• Work instructions
Write out each line of the records that has "StopGuard" in it.

::::

//! A demonstration analysis: pulls the latest chunks, keeps reads whose median
//! current dropped far enough and optionally ejects the rest.
//!
//! It does nothing scientifically useful. It exists to exercise the client
//! the way a real analysis would.

use super::{config::AnalysisConfig, telemetry};
use core::time::Duration;
use read_until::{Client, Error, Transport, WorkUnit};
use std::sync::Arc;
use tokio::{task::JoinHandle, time::Instant};
use tokio_util::sync::CancellationToken;

#[derive(Debug, Clone, Copy, PartialEq, Eq)]
pub enum Decision {
    /// Enough data; ask the server to stop sending more of the read.
    Keep,
    /// Reverse the channel for `duration` to eject the read.
    Eject { duration: Duration },
    Undecided,
}

pub fn decide(unit: &WorkUnit, config: &AnalysisConfig) -> Decision {
    let stats = &unit.stats;
    if stats.median_before > stats.median && stats.median_before - stats.median > config.median_drop
    {
        Decision::Keep
    } else {
        config
            .unblock
            .map_or(Decision::Undecided, |duration| Decision::Eject { duration })
    }
}

/// What a worker did before it exited.
#[derive(Debug, Clone, Copy, Default, PartialEq, Eq)]
pub struct WorkerReport {
    pub units: u64,
    pub kept: u64,
    pub ejected: u64,
    pub rejected: u64,
}

/// Starts `config.workers` analysis loops against `client`.
pub fn spawn_workers<T: Transport>(
    client: &Arc<Client<T>>,
    config: &AnalysisConfig,
    token: &CancellationToken,
) -> Vec<JoinHandle<WorkerReport>> {
    (0..config.workers)
        .map(|_id| {
            let fut = run(Arc::clone(client), config.clone(), token.clone());

            #[cfg(feature = "tracing")]
            let fut = {
                use tracing::Instrument;
                fut.instrument(tracing::info_span!("analysis", worker = _id))
            };

            tokio::spawn(fut)
        })
        .collect()
}

async fn run<T: Transport>(
    client: Arc<Client<T>>,
    config: AnalysisConfig,
    token: CancellationToken,
) -> WorkerReport {
    let mut report = WorkerReport::default();

    #[cfg(feature = "tracing")]
    tracing::info!("Starting analysis in {:?}", config.delay);

    tokio::select! {
        biased;
        () = token.cancelled() => return report,
        () = tokio::time::sleep(config.delay) => {}
    }

    while client.is_running() {
        let started = Instant::now();

        let units = client.get_units();
        report.units += units.len() as u64;
        telemetry::increment_units_analysed(units.len() as u64);

        for (channel, unit) in units {
            let requested = match decide(&unit, &config) {
                Decision::Keep => client
                    .stop_receiving(channel, unit.item_number)
                    .map(|_| {
                        report.kept += 1;
                        telemetry::increment_decisions("stop_further_data");
                    }),
                Decision::Eject { duration } => client
                    .unblock(channel, unit.item_number, duration)
                    .map(|_| {
                        report.ejected += 1;
                        telemetry::increment_decisions("unblock");
                    }),
                Decision::Undecided => Ok(()),
            };

            match requested {
                Ok(()) => {}
                Err(Error::NotRunning) => break,
                Err(_e) => {
                    report.rejected += 1;
                    telemetry::increment_rejected_requests();
                    #[cfg(feature = "tracing")]
                    tracing::debug!("Action for channel {channel} rejected: {_e}");
                }
            }
        }

        tokio::select! {
            biased;
            () = token.cancelled() => break,
            () = tokio::time::sleep_until(started + config.throttle) => {}
        }
    }

    #[cfg(feature = "tracing")]
    tracing::info!("Finished analysis as client stopped: {report:?}");

    report
}
//! The consumer-facing session handle.
//!
//! A [`Client`] owns the cache, the action batcher and the background tasks
//! that connect them to a [`Transport`]. Analysis code polls
//! [`Client::get_units`] for the freshest chunk per channel and answers with
//! [`Client::request_action`]; everything else happens on the tokio runtime
//! the client was started on.
//!
//! ```no_run
//! # async fn demo<T: read_until::Transport>(transport: T) -> read_until::Result<()> {
//! use read_until::{Client, ClientConfig};
//! use std::time::Duration;
//!
//! let client = Client::new(ClientConfig::default(), transport)?;
//! client.start()?;
//!
//! for (channel, unit) in client.get_units() {
//!     if unit.stats.median_before - unit.stats.median > 60.0 {
//!         client.unblock(channel, unit.item_number, Duration::from_millis(100))?;
//!     }
//! }
//!
//! client.stop(Duration::from_secs(5)).await;
//! # Ok(())
//! # }
//! ```

use crate::{
    ActionKind, ActionTarget, ActionTicket, ChannelId, ClientConfig, Error, MetricsSnapshot,
    PopOrder, Result, StreamSetup, StreamState, Transport, WorkUnit,
    coordinator::{self, Shared, sweeper},
};
use core::time::Duration;
use parking_lot::Mutex;
use std::sync::Arc;
use tokio::{runtime::Handle, sync::watch, task::JoinHandle};
use tokio_util::sync::CancellationToken;

#[cfg(test)]
mod tests;

/// How [`Client::stop`] ended the session.
#[derive(Debug, Clone, Copy, PartialEq, Eq)]
pub enum StopOutcome {
    /// The background tasks finished within the timeout.
    Clean,
    /// The timeout elapsed and the background tasks were aborted.
    Forced,
    /// There was no session to stop.
    NotRunning,
}

struct Session {
    stop: CancellationToken,
    task: JoinHandle<()>,
}

enum Lifecycle {
    Idle,
    Running(Session),
    /// A `stop` call owns the session and is waiting for it to end.
    Stopping,
}

/// Finishes a stop: aborts whatever is left of the session, cancels the
/// remaining actions and closes the stream. Runs on drop so a `stop` future
/// dropped midway still leaves the client stopped and restartable.
struct StopGuard<'a> {
    lifecycle: &'a Mutex<Lifecycle>,
    shared: &'a Shared,
    task: JoinHandle<()>,
}

impl Drop for StopGuard<'_> {
    fn drop(&mut self) {
        self.task.abort();
        let _cancelled = self.shared.batcher.cancel_all();
        self.shared.set_state(StreamState::Closed);
        *self.lifecycle.lock() = Lifecycle::Idle;

        #[cfg(feature = "tracing")]
        tracing::debug!("{_cancelled} action(s) cancelled on stop");
    }
}

/// A read-until session over transport `T`.
pub struct Client<T: Transport> {
    shared: Arc<Shared>,
    transport: Arc<T>,
    lifecycle: Mutex<Lifecycle>,
}

impl<T: Transport> Client<T> {
    /// Builds a client. Nothing is connected until [`start`](Self::start).
    ///
    /// # Errors
    ///
    /// Returns [`Error::InvalidConfig`] if `config` fails validation.
    pub fn new(config: ClientConfig, transport: T) -> Result<Self> {
        Ok(Self {
            shared: Arc::new(Shared::new(config)?),
            transport: Arc::new(transport),
            lifecycle: Mutex::new(Lifecycle::Idle),
        })
    }

    pub fn config(&self) -> &ClientConfig {
        &self.shared.config
    }

    /// Launches the stream coordinator and the timeout sweeper on the current
    /// tokio runtime.
    ///
    /// Calling `start` on a running client does nothing. Starting again after
    /// a stop or a fatal error begins a fresh session with an empty cache.
    ///
    /// # Errors
    ///
    /// - [`Error::NoRuntime`] when called outside a tokio runtime.
    /// - [`Error::Stopping`] while a [`stop`](Self::stop) is still in
    ///   progress.
    pub fn start(&self) -> Result<()> {
        let mut lifecycle = self.lifecycle.lock();
        match &*lifecycle {
            Lifecycle::Running(session) if !session.task.is_finished() => return Ok(()),
            Lifecycle::Stopping => return Err(Error::Stopping),
            Lifecycle::Running(_) | Lifecycle::Idle => {}
        }

        let runtime = Handle::try_current().map_err(|_| Error::NoRuntime)?;
        self.shared.begin();

        let stop = CancellationToken::new();
        let shared = Arc::clone(&self.shared);
        let transport = Arc::clone(&self.transport);
        let token = stop.clone();

        let fut = async move {
            let sweeper_token = token.child_token();
            let sweeper = tokio::spawn(sweeper::run(Arc::clone(&shared), sweeper_token.clone()));
            coordinator::run(transport, shared, token).await;
            sweeper_token.cancel();
            let _ = sweeper.await;
        };
        #[cfg(feature = "tracing")]
        let fut = {
            use tracing::Instrument;
            fut.instrument(tracing::info_span!("read_until"))
        };

        let task = runtime.spawn(fut);
        *lifecycle = Lifecycle::Running(Session { stop, task });

        #[cfg(feature = "tracing")]
        tracing::info!("Read-until client started");

        Ok(())
    }

    /// Stops the session.
    ///
    /// Pending actions are flushed if `drain_on_stop` is set. If the
    /// background tasks have not finished after `timeout` they are aborted.
    /// Either way the client is no longer running afterwards and every
    /// unresolved action resolves as [`ActionOutcome::Cancelled`].
    ///
    /// Only one caller stops a given session; a concurrent `stop` returns
    /// [`StopOutcome::NotRunning`] straight away, and [`start`](Self::start)
    /// is refused until the stop completes.
    ///
    /// [`ActionOutcome::Cancelled`]: crate::ActionOutcome::Cancelled
    pub async fn stop(&self, timeout: Duration) -> StopOutcome {
        let session = {
            let mut lifecycle = self.lifecycle.lock();
            match core::mem::replace(&mut *lifecycle, Lifecycle::Stopping) {
                Lifecycle::Running(session) => session,
                other => {
                    *lifecycle = other;
                    return StopOutcome::NotRunning;
                }
            }
        };

        #[cfg(feature = "tracing")]
        tracing::info!("Stopping read-until client");

        self.shared.set_running(false);
        session.stop.cancel();

        let mut guard = StopGuard {
            lifecycle: &self.lifecycle,
            shared: &self.shared,
            task: session.task,
        };

        let outcome = match tokio::time::timeout(timeout, &mut guard.task).await {
            Ok(_) => StopOutcome::Clean,
            Err(_) => {
                #[cfg(feature = "tracing")]
                tracing::warn!("Stop timed out after {timeout:?}; aborting");
                guard.task.abort();
                // Wait for the abort to land so the session's loops are gone
                // before the stream is reported closed.
                let _ = (&mut guard.task).await;
                StopOutcome::Forced
            }
        };
        drop(guard);

        #[cfg(feature = "tracing")]
        tracing::info!("Read-until client stopped ({outcome:?})");

        outcome
    }

    /// Takes every cached unit, leaving the cache empty.
    pub fn get_units(&self) -> Vec<(ChannelId, WorkUnit)> {
        self.shared.cache.pop_all()
    }

    /// Takes at most `max` cached units in `order` of their last update and
    /// leaves the rest cached.
    pub fn get_units_batch(&self, max: usize, order: PopOrder) -> Vec<(ChannelId, WorkUnit)> {
        self.shared.cache.pop_batch(max, order)
    }

    /// Queues an action for the next outbound batch.
    ///
    /// # Errors
    ///
    /// - [`Error::NotRunning`] if the session is not running.
    /// - [`Error::QueueFull`] if `max_pending` is set and reached.
    pub fn request_action(
        &self,
        channel: ChannelId,
        target: impl Into<ActionTarget>,
        kind: ActionKind,
    ) -> Result<ActionTicket> {
        if !self.shared.is_running() {
            return Err(Error::NotRunning);
        }
        self.shared.batcher.enqueue(crate::Action {
            channel,
            target: target.into(),
            kind,
        })
    }

    /// Ejects an item by reversing its channel for `duration`.
    pub fn unblock(
        &self,
        channel: ChannelId,
        target: impl Into<ActionTarget>,
        duration: Duration,
    ) -> Result<ActionTicket> {
        self.request_action(channel, target, ActionKind::Unblock { duration })
    }

    /// Asks the server to send no more data for an item.
    pub fn stop_receiving(
        &self,
        channel: ChannelId,
        target: impl Into<ActionTarget>,
    ) -> Result<ActionTicket> {
        self.request_action(channel, target, ActionKind::StopFurtherData)
    }

    /// Replaces the stream setup. A running session sends it to the server
    /// straight away, otherwise it is used on the next connect.
    ///
    /// # Errors
    ///
    /// Returns [`Error::InvalidConfig`] if `setup` is invalid or asks for
    /// channels the cache was not sized for.
    pub fn reconfigure(&self, setup: StreamSetup) -> Result<()> {
        setup.validate()?;
        let (first, last) = self.shared.cache.channels();
        if setup.first_channel < first || setup.last_channel > last {
            return Err(Error::InvalidConfig {
                reason: format!(
                    "channels {}-{} exceed the cached range {first}-{last}",
                    setup.first_channel, setup.last_channel
                ),
            });
        }
        self.shared.setup.send_replace(setup);
        Ok(())
    }

    pub fn state(&self) -> StreamState {
        self.shared.state()
    }

    /// Watches state transitions.
    pub fn subscribe_state(&self) -> watch::Receiver<StreamState> {
        self.shared.subscribe_state()
    }

    /// The error that closed the session, if any.
    pub fn fatal_error(&self) -> Option<Error> {
        self.shared.fatal_error()
    }

    pub fn is_running(&self) -> bool {
        self.shared.is_running()
    }

    pub fn metrics(&self) -> MetricsSnapshot {
        let cache = &self.shared.cache;
        self.shared
            .counters
            .snapshot(cache.stats(), cache.len(), self.shared.batcher.stats())
    }
}

impl<T: Transport> Drop for Client<T> {
    fn drop(&mut self) {
        if let Lifecycle::Running(session) = self.lifecycle.get_mut() {
            session.stop.cancel();
        }
    }
}
//! Conversions between the protobuf messages and the `read_until` domain
//! model.
//!
//! Outbound conversions are infallible. Inbound conversions fail with
//! [`Error::Protocol`] when the server sends an action id this client never
//! issued in decimal form, or an action response code it does not know.
//!
//! The wire has no explicit per-chunk sequence number; a chunk's
//! `chunk_start_sample` increases monotonically within a read and is used in
//! its place.

use crate::{
    Error, Result,
    proto::{
        GetLiveReadsRequest, GetLiveReadsResponse,
        get_live_reads_request::{self as request, action},
        get_live_reads_response::{ActionResponse, ReadData, action_response},
    },
};
use read_until::{
    ActionAck, ActionKind, ActionOutcome, ActionRequest, ActionTarget, ChannelId, ChunkStats,
    CorrelationId, InboundMessage, OutboundMessage, RawDataType, StreamSetup, WorkUnit,
};

impl From<OutboundMessage> for GetLiveReadsRequest {
    fn from(message: OutboundMessage) -> Self {
        let request = match message {
            OutboundMessage::Setup(setup) => request::Request::Setup(setup.into()),
            OutboundMessage::Actions(actions) => request::Request::Actions(request::Actions {
                actions: actions.into_iter().map(Into::into).collect(),
            }),
        };
        Self {
            request: Some(request),
        }
    }
}

impl From<StreamSetup> for request::StreamSetup {
    fn from(setup: StreamSetup) -> Self {
        let raw_data_type = match setup.raw_data_type {
            RawDataType::None => request::RawDataType::None,
            RawDataType::Calibrated => request::RawDataType::Calibrated,
            RawDataType::Uncalibrated => request::RawDataType::Uncalibrated,
            RawDataType::KeepPrevious => request::RawDataType::KeepLast,
        };
        Self {
            first_channel: setup.first_channel,
            last_channel: setup.last_channel,
            raw_data_type: raw_data_type.into(),
            sample_minimum_chunk_size: setup.min_chunk_size,
        }
    }
}

impl From<ActionRequest> for request::Action {
    fn from(action: ActionRequest) -> Self {
        let read = match action.target {
            ActionTarget::Id(id) => action::Read::Id(id),
            ActionTarget::Number(number) => action::Read::Number(number),
        };
        let kind = match action.kind {
            ActionKind::Unblock { duration } => action::Action::Unblock(request::UnblockAction {
                duration: duration.as_secs_f64(),
            }),
            ActionKind::StopFurtherData => {
                action::Action::StopFurtherData(request::StopFurtherData {})
            }
        };
        Self {
            action_id: action.correlation_id.to_string(),
            channel: action.channel,
            read: Some(read),
            action: Some(kind),
        }
    }
}

/// Builds a work unit from a channel's read data.
pub fn work_unit(channel: ChannelId, read: ReadData) -> WorkUnit {
    WorkUnit {
        channel,
        item_id: read.id,
        item_number: read.number,
        sequence: read.chunk_start_sample,
        payload: read.raw_data,
        start_sample: read.start_sample,
        chunk_start_sample: read.chunk_start_sample,
        chunk_length: read.chunk_length,
        stats: ChunkStats {
            median_before: read.median_before,
            median: read.median,
            classifications: read.chunk_classifications,
        },
    }
}

/// Maps an action response onto the acknowledgment it stands for.
///
/// # Errors
///
/// [`Error::Protocol`] if the action id is not a decimal correlation id or the
/// response code is unknown.
pub fn action_ack(response: &ActionResponse) -> Result<ActionAck> {
    let correlation_id =
        response
            .action_id
            .parse::<CorrelationId>()
            .map_err(|e| Error::Protocol {
                reason: format!("malformed action id '{}': {e}", response.action_id),
            })?;

    let outcome = match action_response::Response::try_from(response.response) {
        Ok(action_response::Response::Success) => ActionOutcome::Success,
        Ok(action_response::Response::FailedReadFinished) => ActionOutcome::AlreadyFinished,
        Err(_) => {
            return Err(Error::Protocol {
                reason: format!(
                    "unknown response code {} for action {correlation_id}",
                    response.response
                ),
            });
        }
    };

    Ok(ActionAck {
        correlation_id,
        outcome,
    })
}

impl TryFrom<GetLiveReadsResponse> for InboundMessage {
    type Error = Error;

    fn try_from(response: GetLiveReadsResponse) -> Result<Self> {
        let acks = response
            .action_responses
            .iter()
            .map(action_ack)
            .collect::<Result<Vec<_>>>()?;

        let units = response
            .channels
            .into_iter()
            .map(|(channel, read)| (channel, work_unit(channel, read)))
            .collect();

        Ok(Self {
            samples_since_start: response.samples_since_start,
            seconds_since_start: response.seconds_since_start,
            units,
            acks,
        })
    }
}

#[cfg(test)]
mod tests {
    use super::*;
    use bytes::Bytes;
    use core::time::Duration;

    #[test]
    fn setup_maps_every_field() {
        let request = GetLiveReadsRequest::from(OutboundMessage::Setup(StreamSetup {
            first_channel: 3,
            last_channel: 9,
            raw_data_type: RawDataType::KeepPrevious,
            min_chunk_size: 200,
        }));

        let Some(request::Request::Setup(setup)) = request.request else {
            panic!("expected a setup request");
        };
        assert_eq!(setup.first_channel, 3);
        assert_eq!(setup.last_channel, 9);
        assert_eq!(setup.raw_data_type, i32::from(request::RawDataType::KeepLast));
        assert_eq!(setup.sample_minimum_chunk_size, 200);
    }

    #[test]
    fn actions_carry_decimal_ids_and_targets() {
        let request = GetLiveReadsRequest::from(OutboundMessage::Actions(vec![
            ActionRequest {
                correlation_id: CorrelationId::from_raw(17),
                channel: 4,
                target: ActionTarget::Number(12),
                kind: ActionKind::Unblock {
                    duration: Duration::from_millis(100),
                },
            },
            ActionRequest {
                correlation_id: CorrelationId::from_raw(18),
                channel: 5,
                target: ActionTarget::Id("read-a".to_string()),
                kind: ActionKind::StopFurtherData,
            },
        ]));

        let Some(request::Request::Actions(batch)) = request.request else {
            panic!("expected an action batch");
        };
        let [unblock, stop] = batch.actions.as_slice() else {
            panic!("expected two actions");
        };

        assert_eq!(unblock.action_id, "17");
        assert_eq!(unblock.channel, 4);
        assert_eq!(unblock.read, Some(action::Read::Number(12)));
        assert_eq!(
            unblock.action,
            Some(action::Action::Unblock(request::UnblockAction { duration: 0.1 }))
        );

        assert_eq!(stop.action_id, "18");
        assert_eq!(stop.read, Some(action::Read::Id("read-a".to_string())));
        assert_eq!(
            stop.action,
            Some(action::Action::StopFurtherData(request::StopFurtherData {}))
        );
    }

    #[test]
    fn response_becomes_inbound_message() {
        let response = GetLiveReadsResponse {
            samples_since_start: 8_000,
            seconds_since_start: 2.0,
            channels: [(
                7,
                ReadData {
                    id: "read-a".to_string(),
                    number: 3,
                    start_sample: 1_000,
                    chunk_start_sample: 1_400,
                    chunk_length: 4,
                    chunk_classifications: vec![83],
                    raw_data: Bytes::from_static(b"\x01\x02\x03\x04"),
                    median_before: 210.0,
                    median: 95.0,
                },
            )]
            .into_iter()
            .collect(),
            action_responses: vec![ActionResponse {
                action_id: "42".to_string(),
                response: action_response::Response::FailedReadFinished.into(),
            }],
        };

        let message = InboundMessage::try_from(response).unwrap();
        assert_eq!(message.samples_since_start, 8_000);
        assert_eq!(
            message.acks,
            vec![ActionAck {
                correlation_id: CorrelationId::from_raw(42),
                outcome: ActionOutcome::AlreadyFinished,
            }]
        );

        let [(channel, unit)] = message.units.as_slice() else {
            panic!("expected one unit");
        };
        assert_eq!(*channel, 7);
        assert_eq!(unit.channel, 7);
        assert_eq!(unit.item_id, "read-a");
        assert_eq!(unit.item_number, 3);
        assert_eq!(unit.sequence, 1_400);
        assert_eq!(unit.chunk_end_sample(), 1_404);
        assert_eq!(unit.stats.classifications, vec![83]);
    }

    #[test]
    fn unknown_response_code_is_a_protocol_violation() {
        let response = ActionResponse {
            action_id: "1".to_string(),
            response: 9,
        };
        assert!(matches!(action_ack(&response), Err(Error::Protocol { .. })));

        let converted: read_until::Error = action_ack(&response).unwrap_err().into();
        assert!(!converted.is_retryable());
    }

    #[test]
    fn foreign_action_id_is_a_protocol_violation() {
        let response = ActionResponse {
            action_id: "6f1c2a9e-uuid".to_string(),
            response: action_response::Response::Success.into(),
        };
        assert!(matches!(action_ack(&response), Err(Error::Protocol { .. })));
    }
}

::::

• Output for this task
struct StopGuard<'a> {
impl Drop for StopGuard<'_> {
        let mut guard = StopGuard {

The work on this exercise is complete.